2013年の『おすすめ文庫王国』をよんでいたら、
出版社の順位づけをきめる座談会で
角川文庫が1位におされていた
(ちなみに、つぎの年にはガクッと評価をさげて4位におちている)。
B「うちのお店だとベスト200に入ってる点数でいうと
今年ついに角川文庫が1位になったんですよね。
D「えーっ!」
B「2位が新潮文庫で、3位が講談社文庫なんですけど
角川文庫は断トツ」
A「メディアワークス文庫の<ビブリア古書堂の事件手帖>も入れないで?」
B「入れない。
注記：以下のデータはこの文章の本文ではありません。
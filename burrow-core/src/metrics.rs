// Copyright 2025 Burrow Contributors
//
// Licensed under the Apache License, Version 2.0 (the "License");
// you may not use this file except in compliance with the License.
// You may obtain a copy of the License at
//
//     http://www.apache.org/licenses/LICENSE-2.0
//
// Unless required by applicable law or agreed to in writing, software
// distributed under the License is distributed on an "AS IS" BASIS,
// WITHOUT WARRANTIES OR CONDITIONS OF ANY KIND, either express or implied.
// See the License for the specific language governing permissions and
// limitations under the License.
//
// SPDX-License-Identifier: Apache-2.0

//! Metrics instrumentation for the relay.
//!
//! Uses the `metrics` facade; install any recorder (for example
//! `metrics-exporter-prometheus`) to export them. Without a recorder every
//! call is a no-op.
//!
//! # Naming
//!
//! - prefixed with `burrow_`
//! - counters end in `_total`
//! - durations end in `_seconds`
//!
//! # Labels
//!
//! Only low-cardinality values are used as labels: collection, destination
//! (queue name), operation kind, error type and origin (`live` / `replay`).
//! Never document ids or error messages.
//!
//! ```rust
//! use burrow_core::metrics::{self, ErrorCategory};
//!
//! metrics::increment_events_processed("orders", "insert");
//! metrics::increment_messages_spooled("audit", ErrorCategory::Timeout);
//! metrics::set_broker_status(metrics::ConnectionStatus::Up);
//! ```

use metrics::{counter, describe_counter, describe_gauge, describe_histogram, gauge, histogram};
use std::time::Duration;

#[doc(hidden)]
pub const METRIC_PREFIX: &str = "burrow";

#[doc(hidden)]
pub const EVENTS_PROCESSED_TOTAL: &str = "burrow_events_processed_total";

const EVENTS_FAILED_TOTAL: &str = "burrow_events_failed_total";

#[doc(hidden)]
pub const MESSAGES_PUBLISHED_TOTAL: &str = "burrow_messages_published_total";

const MESSAGES_SPOOLED_TOTAL: &str = "burrow_messages_spooled_total";

const MESSAGES_REQUEUED_TOTAL: &str = "burrow_messages_requeued_total";

const SPOOL_REPLAYS_TOTAL: &str = "burrow_spool_replays_total";

const BROKER_RECONNECTS_TOTAL: &str = "burrow_broker_reconnects_total";

const WATCHER_RESTARTS_TOTAL: &str = "burrow_watcher_restarts_total";

#[doc(hidden)]
pub const PUBLISH_DURATION_SECONDS: &str = "burrow_publish_duration_seconds";

const FANOUT_DURATION_SECONDS: &str = "burrow_fanout_duration_seconds";

const ACTIVE_WATCHERS: &str = "burrow_active_watchers";

const BROKER_STATUS: &str = "burrow_broker_status";

const DATABASE_STATUS: &str = "burrow_database_status";

const SPOOL_DEPTH: &str = "burrow_spool_depth";

/// Registers descriptions for all metrics. Call once after installing a
/// recorder.
pub fn init_metrics() {
    describe_counter!(
        EVENTS_PROCESSED_TOTAL,
        "Change events fully handled (delivered or spooled) and committed"
    );
    describe_counter!(
        EVENTS_FAILED_TOTAL,
        "Change events that could not be handled and will be redelivered"
    );
    describe_counter!(
        MESSAGES_PUBLISHED_TOTAL,
        "Messages accepted by the broker"
    );
    describe_counter!(
        MESSAGES_SPOOLED_TOTAL,
        "Messages written to the failure spool after a failed publish"
    );
    describe_counter!(
        MESSAGES_REQUEUED_TOTAL,
        "Spooled messages put back after failing again during replay"
    );
    describe_counter!(SPOOL_REPLAYS_TOTAL, "Spool replay passes");
    describe_counter!(
        BROKER_RECONNECTS_TOTAL,
        "Broker reconnections performed by the health supervisor"
    );
    describe_counter!(
        WATCHER_RESTARTS_TOTAL,
        "Change stream restarts after errors or reinitialization"
    );

    describe_histogram!(
        PUBLISH_DURATION_SECONDS,
        metrics::Unit::Seconds,
        "Time from publish start to broker confirmation"
    );
    describe_histogram!(
        FANOUT_DURATION_SECONDS,
        metrics::Unit::Seconds,
        "Time to deliver one event to all destinations"
    );

    describe_gauge!(
        ACTIVE_WATCHERS,
        metrics::Unit::Count,
        "Change feed watchers currently running"
    );
    describe_gauge!(BROKER_STATUS, "Broker connection: 0=down, 1=up");
    describe_gauge!(DATABASE_STATUS, "Database connection per collection: 0=down, 1=up");
    describe_gauge!(
        SPOOL_DEPTH,
        metrics::Unit::Count,
        "Messages left in the failure spool after the last replay"
    );
}

/// Event handled for `collection`.
pub fn increment_events_processed(collection: &str, operation: &str) {
    counter!(EVENTS_PROCESSED_TOTAL, "collection" => collection.to_string(), "operation" => operation.to_string())
        .increment(1);
}

/// Event left unhandled for `collection`.
pub fn increment_events_failed(collection: &str, error_category: ErrorCategory) {
    counter!(EVENTS_FAILED_TOTAL, "collection" => collection.to_string(), "error_type" => error_category.as_str())
        .increment(1);
}

/// Message accepted by the broker.
pub fn increment_messages_published(destination: &str, origin: &'static str) {
    counter!(MESSAGES_PUBLISHED_TOTAL, "destination" => destination.to_string(), "origin" => origin)
        .increment(1);
}

/// Message written to the spool.
pub fn increment_messages_spooled(destination: &str, error_category: ErrorCategory) {
    counter!(MESSAGES_SPOOLED_TOTAL, "destination" => destination.to_string(), "error_type" => error_category.as_str())
        .increment(1);
}

/// Spooled messages put back during replay.
pub fn increment_messages_requeued_by(count: u64, destination: &str) {
    counter!(MESSAGES_REQUEUED_TOTAL, "destination" => destination.to_string()).increment(count);
}

/// One spool replay pass.
pub fn increment_spool_replays() {
    counter!(SPOOL_REPLAYS_TOTAL).increment(1);
}

/// Supervisor re-established the broker connection.
pub fn increment_broker_reconnects() {
    counter!(BROKER_RECONNECTS_TOTAL).increment(1);
}

/// Watcher dropped its stream and started over.
pub fn increment_watcher_restarts(collection: &str, reason: &'static str) {
    counter!(WATCHER_RESTARTS_TOTAL, "collection" => collection.to_string(), "reason" => reason)
        .increment(1);
}

/// Publish latency.
pub fn record_publish_duration(duration: Duration, destination: &str) {
    histogram!(PUBLISH_DURATION_SECONDS, "destination" => destination.to_string())
        .record(duration.as_secs_f64());
}

/// Fan-out latency for one event.
pub fn record_fanout_duration(duration: Duration, collection: &str) {
    histogram!(FANOUT_DURATION_SECONDS, "collection" => collection.to_string())
        .record(duration.as_secs_f64());
}

/// Number of running watchers.
pub fn set_active_watchers(count: usize) {
    gauge!(ACTIVE_WATCHERS).set(count as f64);
}

/// Broker connection status.
pub fn set_broker_status(status: ConnectionStatus) {
    gauge!(BROKER_STATUS).set(f64::from(status as u8));
}

/// Database connection status for a watched collection.
pub fn set_database_status(collection: &str, status: ConnectionStatus) {
    gauge!(DATABASE_STATUS, "collection" => collection.to_string()).set(f64::from(status as u8));
}

/// Messages still spooled after a replay.
pub fn set_spool_depth(depth: usize) {
    gauge!(SPOOL_DEPTH).set(depth as f64);
}

/// Gauge values for connection status.
#[derive(Debug, Clone, Copy, PartialEq, Eq)]
#[repr(u8)]
pub enum ConnectionStatus {
    /// Not connected.
    Down = 0,
    /// Connected and healthy.
    Up = 1,
}

/// Error categories used as the `error_type` label.
#[derive(Debug, Clone, Copy, PartialEq, Eq, Hash)]
pub enum ErrorCategory {
    /// Operation exceeded its deadline.
    Timeout,
    /// Connection refused, dropped or missing.
    Connection,
    /// Payload or document could not be encoded.
    Serialization,
    /// Invalid configuration or declaration.
    Validation,
    /// Persistence (position store or spool) failed.
    Storage,
    /// A user transform panicked.
    Transform,
    /// Anything else.
    Unknown,
}

impl ErrorCategory {
    /// Label value.
    #[must_use]
    pub const fn as_str(&self) -> &'static str {
        match self {
            Self::Timeout => "timeout_error",
            Self::Connection => "connection_error",
            Self::Serialization => "serialization_error",
            Self::Validation => "validation_error",
            Self::Storage => "storage_error",
            Self::Transform => "transform_error",
            Self::Unknown => "unknown_error",
        }
    }
}

/// Records the elapsed time through `record_fn` when dropped.
///
/// ```rust
/// use burrow_core::metrics::{self, Timer};
///
/// {
///     let _timer = Timer::new("orders", |d, label| metrics::record_fanout_duration(d, label));
///     // deliver...
/// }
/// ```
pub struct Timer<F>
where
    F: FnOnce(Duration, &str),
{
    start: std::time::Instant,
    label: String,
    record_fn: Option<F>,
}

impl<F> Timer<F>
where
    F: FnOnce(Duration, &str),
{
    /// Starts timing.
    pub fn new(label: impl Into<String>, record_fn: F) -> Self {
        Self {
            start: std::time::Instant::now(),
            label: label.into(),
            record_fn: Some(record_fn),
        }
    }
}

impl<F> Drop for Timer<F>
where
    F: FnOnce(Duration, &str),
{
    fn drop(&mut self) {
        let duration = self.start.elapsed();
        if let Some(record_fn) = self.record_fn.take() {
            record_fn(duration, &self.label);
        }
    }
}

#[cfg(test)]
mod tests {
    use super::*;

    #[test]
    fn error_category_labels_are_distinct() {
        let all = [
            ErrorCategory::Timeout,
            ErrorCategory::Connection,
            ErrorCategory::Serialization,
            ErrorCategory::Validation,
            ErrorCategory::Storage,
            ErrorCategory::Transform,
            ErrorCategory::Unknown,
        ];
        let labels: std::collections::HashSet<_> = all.iter().map(ErrorCategory::as_str).collect();
        assert_eq!(labels.len(), all.len());
        assert!(labels.iter().all(|l| l.ends_with("_error")));
    }

    #[test]
    fn helpers_are_noops_without_recorder() {
        init_metrics();
        increment_events_processed("orders", "insert");
        increment_messages_published("audit", "live");
        increment_messages_spooled("audit", ErrorCategory::Timeout);
        record_publish_duration(Duration::from_millis(3), "audit");
        set_broker_status(ConnectionStatus::Up);
        set_spool_depth(0);
    }
}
米澤穂信の『氷菓』のシリーズや
有川浩もあるでしょう」
本のいちばんさいごには、
ジュンク堂池袋本店と丸善お茶の水店の文庫担当者による
はなしあいがのっている。
それぞれのお店のベスト100にはいった数をみると、
ジュンク堂は角川22・新潮22・早川12にたいし、
丸善は角川11・新潮17となっていた。
本屋さんによるうれすじのちがいがあるとはいえ、
角川文庫のつよさは共通している。
そんなに角川文庫がうれてるのなら、と
そのベスト100のうち、わたしがよんだことのある角川文庫をかぞえてみると、
ジュンク堂・丸善の両方のリストとも、1冊もなかった。
たまたまこの年がそうだったわけではなく、
角川文庫でよくうれているという米澤穂信・有川浩・松岡圭祐を
わたしはこれまでいちどもよんでいないから 当然の結果ともいえる
(有川浩は『キケン』を挫折した)。
わたしの本棚をみても 角川文庫の本はあまり目につかないし、
かったけどまだよんでないとか、
よんでみたけどとちゅうでやめたとか、
よみおえたけどおもしろくなかったとか、
角川文庫の本をおっかけてみると、
わたしとの相性がさんざんなことに気づいた。
べつに角川春樹氏がきらいだとか、
角川文庫にネガティブなイメージをもっているわけではないのに、
結果として あきらかに角川文庫をよんでいない。
かんがえてみれば、出版社によって
どんな本をだすのかという特徴が当然あるだろうから、
わたしの読書歴に角川文庫の本がわずかしかはいっていないのは、
ひとつの傾向としてありえる結果だろう。
わたしがすきな作家は、あまり角川書店から本をだしていないともいえる。
ベテランの書店員なら当然しっているような出版社べつの特徴を
わたしはまったくしらなかったことがわかり、
ウィキペディアをのぞいてみる気になった。
でも、該当ページにたどりつくまでに、
ネットにはものすごい質問が平気でのっているのをしり、おどろいてしまった。
ズーズーしいというか、それくらい自分でかんがえろというか。
「出版社べつの文庫の特徴をおしえてください」みたいな
質問もちゃんとあり、あんまり参考になりそうにない回答がよせられている。
わたしがしてるのも、本質的におなじおろかな行為なのがあきらかで、
そんなことをする自分がいやなかんじだ。
角川文庫との相性のわるさがわかっただけでよしとして、
これ以上ふかいりするのはやめた。
それにしてもすごい質問がたくさんある。
「村上春樹さんの小説は『文学』ですか?
『風の歌を聴け』のみを僕は読んだことがあります。
この小説で『文学』な部分を教えてほしいです」
いまネットの検索は、こんなことにつかわれているのか。
たずねるほうもたずねるほうだけど、
こたえるほうもかなりずっこけている。
「もちろん冗談です」と、どこかにかいてあればいいけど。